Center for Documentary Studies(CDS),Duke University--美国杜克大学纪录片研究中心

链接地址:

http://documentarystudies.duke.edu/

机构简介:

  Created in 1989 through an endowment from the Lyndhurst Foundation, the Center for Documentary Studies (CDS) opened its doors as a support corporation of Duke University in January 1990, in a historic art deco office building in Durham, North Carolina. It was the first institution in the United States dedicated solely to the rich legacy and continuing practice of the documentary tradition in the American experience.

  Behind the Veil: Documenting African American Life in the Jim Crow South and Literacy Through Photography were the signature projects in the early years, though CDS maintained an active and diverse curriculum of programs and initiatives throughout the early 1990s, including innovative coursework, several generous documentary awards, a migrant farmworker project, and a South Africa Initiative.

  In the winter of 1994 CDS moved into the newly renovated and relocated Kreps-Satterfield House and dubbed it the Lyndhurst House. Work began the following year on a large three-story wing, known as the Bridges Building. These buildings currently house the main activities of CDS on the edge of Duke University’s campus.

  More than a traditional educational center, CDS has a broad mission: to bridge university and off-campus communities and experiences through the pursuit of the documentary arts, with an emphasis on the role of individual artistic expression in advancing broader societal goals. That thrust has encouraged the growth of undergraduate and continuing education course offerings alongside numerous wide-ranging public arts endeavors.

  CDS began publishing DoubleTake magazine in April 1995. The publication won great critical acclaim, but did not succeed financially and left CDS in 1999. With seed money from CDS, the DoubleTake Documentary Film Festival started in 1998. Now known as the Full Frame Documentary Film Festival, it continues today as a CDS program and is one of the premiere documentary gatherings in North America.

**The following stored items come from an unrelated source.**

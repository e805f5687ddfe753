//! Golden test vectors for cross-implementation verification.
//!
//! Every implementation of the fabric must produce identical:
//! - canonical JSON text and its SHA-256
//! - PRNG draws for a given seed
//! - Merkle roots for a given leaf list
//! - pack hash, integrity root, and signature hash
//! - run fingerprints

use reach_fabric::core::{canonical_hash, hash_seed, to_canonical_json};
use reach_fabric::pack::{compute_signature_hash, compute_signature_hash_bytes};
use reach_fabric::{
    build_merkle_tree, compute_run_fingerprint, lint, seed, Event, PackManifest,
};
use serde_json::json;

const GOLDEN_MANIFEST: &str = r#"{
    "metadata": {"id": "golden-pack", "version": "1.0.0", "name": "Golden", "description": "fixture"},
    "specVersion": "1.0",
    "declaredTools": ["http.get", "fs.read"],
    "declaredPermissions": ["net:egress"],
    "executionGraph": {
        "nodes": [{"id": "n1", "type": "Action"}, {"id": "n2", "type": "Condition"}],
        "edges": [{"from": "n1", "to": "n2"}]
    },
    "deterministic": true
}"#;

#[test]
fn golden_canonical_hashes() {
    let cases = [
        (
            json!({"environment": "production", "action": "deploy"}),
            "165b836d9d6e803d5ce1bb8b7a01437ff68928f549887360cf13a0d551a66e85",
        ),
        (
            json!({"c": {"z": 26, "a": 1}, "b": 2, "a": 1}),
            "24e4db09ae0e40a93e391725f9290725f3a8ffd15d33ed0bb39c394319087492",
        ),
        (
            json!({}),
            "44136fa355b3678a1146ad16f7e8649e94fb4fc21fe77e8310c060f61caaff8a",
        ),
        (
            json!({"items": [1, "two", true, null, {"nested": "value"}]}),
            "7f76a9a8e0bec70c5d327b1ee560378ec256372034993f7cb7b676c77992f5cc",
        ),
    ];
    for (value, expected) in cases {
        for _ in 0..100 {
            assert_eq!(canonical_hash(&value).to_hex(), expected, "{value}");
        }
    }
}

#[test]
fn golden_prng() {
    assert_eq!(hash_seed("reach"), 1_291_669_624);
    let draws: Vec<f64> = seed("chaos-seed-42").take(5).collect();
    assert_eq!(
        draws,
        vec![
            0.7931201462633908,
            0.834854309912771,
            0.11204897216521204,
            0.6290643073152751,
            0.7180929102469236,
        ]
    );
    assert_eq!(seed("shuffle").shuffle(&[1, 2, 3, 4, 5, 6, 7, 8]), vec![5, 2, 3, 8, 6, 7, 1, 4]);
}

#[test]
fn golden_merkle_roots() {
    let cases: [(Vec<&str>, &str); 3] = [
        (vec!["only"], "f905b19542ed08c9a9c26543cca32e5711d207dcffb81b4cdb44ce0b989431c9"),
        (vec!["a", "b", "c"], "d31a37ef6ac14a2db1470c4316beb5592e6afd4465022339adafda76a18ffabe"),
        (vec!["a", "b", "c", "d"], "14ede5e8e97ad9372327728f5099b95604a39593cac3bd38a343ad76205213e7"),
    ];
    for (leaves, expected) in cases {
        assert_eq!(build_merkle_tree(&leaves).unwrap().root_hex(), expected);
    }
}

#[test]
fn golden_pack() {
    let result = lint(GOLDEN_MANIFEST.as_bytes());
    assert!(result.valid, "errors: {:?}", result.errors);
    assert_eq!(
        result.hash.unwrap().to_hex(),
        "057e5a00044d7b71b4cd46358c5aa9c6b815ed456ffee32160ff7f7e49e24286"
    );
    assert_eq!(
        result.merkle_root.unwrap().to_hex(),
        "f7e4d49102d31507d860723c1d0ea8b5220e701471d7780d1c928271ef05ed0e"
    );

    let manifest = PackManifest::from_json_bytes(GOLDEN_MANIFEST.as_bytes()).unwrap();
    assert_eq!(
        to_canonical_json(&serde_json::to_value(&manifest.execution_graph).unwrap()),
        r#"{"edges":[{"from":"n1","to":"n2"}],"nodes":[{"id":"n1","type":"Action"},{"id":"n2","type":"Condition"}]}"#
    );
    assert_eq!(
        compute_signature_hash(&manifest).unwrap().to_hex(),
        "e84d359df550fff4f1d7e54ec6ffccff849402e6f121c328f1c873d7c8c04996"
    );
    assert_eq!(
        compute_signature_hash_bytes(GOLDEN_MANIFEST.as_bytes()).unwrap().to_hex(),
        "e84d359df550fff4f1d7e54ec6ffccff849402e6f121c328f1c873d7c8c04996"
    );
}

#[test]
fn golden_run_fingerprint() {
    let log = vec![
        Event::new("run.started", json!({"pack": "golden-pack"})),
        Event::new("run.completed", json!({"status": "ok"})),
    ];
    assert_eq!(
        compute_run_fingerprint("run-golden", &log).unwrap().to_hex(),
        "315e121dbc479eaaebf3ee00065af5acc8a7630677761c9303e4d37d340e7cdc"
    );
}
//! Repeated-trial determinism check.

use std::fmt::Display;

use reach_fabric_core::Sha256Hash;

use crate::error::{ReplayError, Result};

/// Run `trial` `trials` times and require every hash to match the first.
///
/// Returns the agreed hash. Stops at the first failing or drifting trial.
pub fn verify_determinism<F, E>(trials: usize, mut trial: F) -> Result<Sha256Hash>
where
    F: FnMut(usize) -> std::result::Result<Sha256Hash, E>,
    E: Display,
{
    if trials < 2 {
        return Err(ReplayError::TooFewTrials(trials));
    }

    let mut first: Option<Sha256Hash> = None;
    for i in 0..trials {
        let hash = trial(i).map_err(|e| ReplayError::TrialFailed {
            trial: i,
            message: e.to_string(),
        })?;
        tracing::trace!(trial = i, hash = %hash, "determinism trial");

        match first {
            None => first = Some(hash),
            Some(expected) if expected != hash => {
                tracing::warn!(trial = i, expected = %expected, actual = %hash, "nondeterminism detected");
                return Err(ReplayError::Nondeterministic {
                    trial: i,
                    expected: expected.to_hex(),
                    actual: hash.to_hex(),
                });
            }
            Some(_) => {}
        }
    }
    first.ok_or(ReplayError::TooFewTrials(trials))
}

#[cfg(test)]
mod tests {
    use super::*;
    use reach_fabric_core::hash_string;

    #[test]
    fn test_stable_trials_pass() {
        let hash = verify_determinism(5, |_| Ok::<_, String>(hash_string("same"))).unwrap();
        assert_eq!(hash, hash_string("same"));
    }

    #[test]
    fn test_requires_two_trials() {
        let r = verify_determinism(1, |_| Ok::<_, String>(hash_string("x")));
        assert!(matches!(r, Err(ReplayError::TooFewTrials(1))));
    }

    #[test]
    fn test_drift_detected() {
        let r = verify_determinism(4, |i| Ok::<_, String>(hash_string(if i == 2 { "b" } else { "a" })));
        assert!(matches!(r, Err(ReplayError::Nondeterministic { trial: 2, .. })));
    }

    #[test]
    fn test_trial_error_propagates() {
        let r = verify_determinism(3, |i| {
            if i == 1 {
                Err("boom")
            } else {
                Ok(hash_string("a"))
            }
        });
        match r {
            Err(ReplayError::TrialFailed { trial, message }) => {
                assert_eq!(trial, 1);
                assert_eq!(message, "boom");
            }
            other => panic!("expected trial failure, got {other:?}"),
        }
    }
}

  Other signature programs and projects over the years have included Indivisible: Stories of American Community, a national photography and audio initiative funded by The Pew Charitable Trusts; The Jazz Loft Project, based on photographs and tapes made by W. Eugene Smith in New York City; Face Up: Telling Stories of Community Life, a public mural project; the Dorothea Lange–Paul Taylor Prize, supporting writers and photographers in fieldwork projects; the CDS/Honickman First Book Prize in Photography, for accomplished American and Canadian photographers who have not yet published a book; and Five Farms: Stories from American Farm Families, a national public radio and photography project.

  At CDS, we continue to teach the documentary arts of photography, film/video, audio, narrative writing, and other creative media; to produce and promote documentary work; and to present the documentary arts to audiences at home and abroad.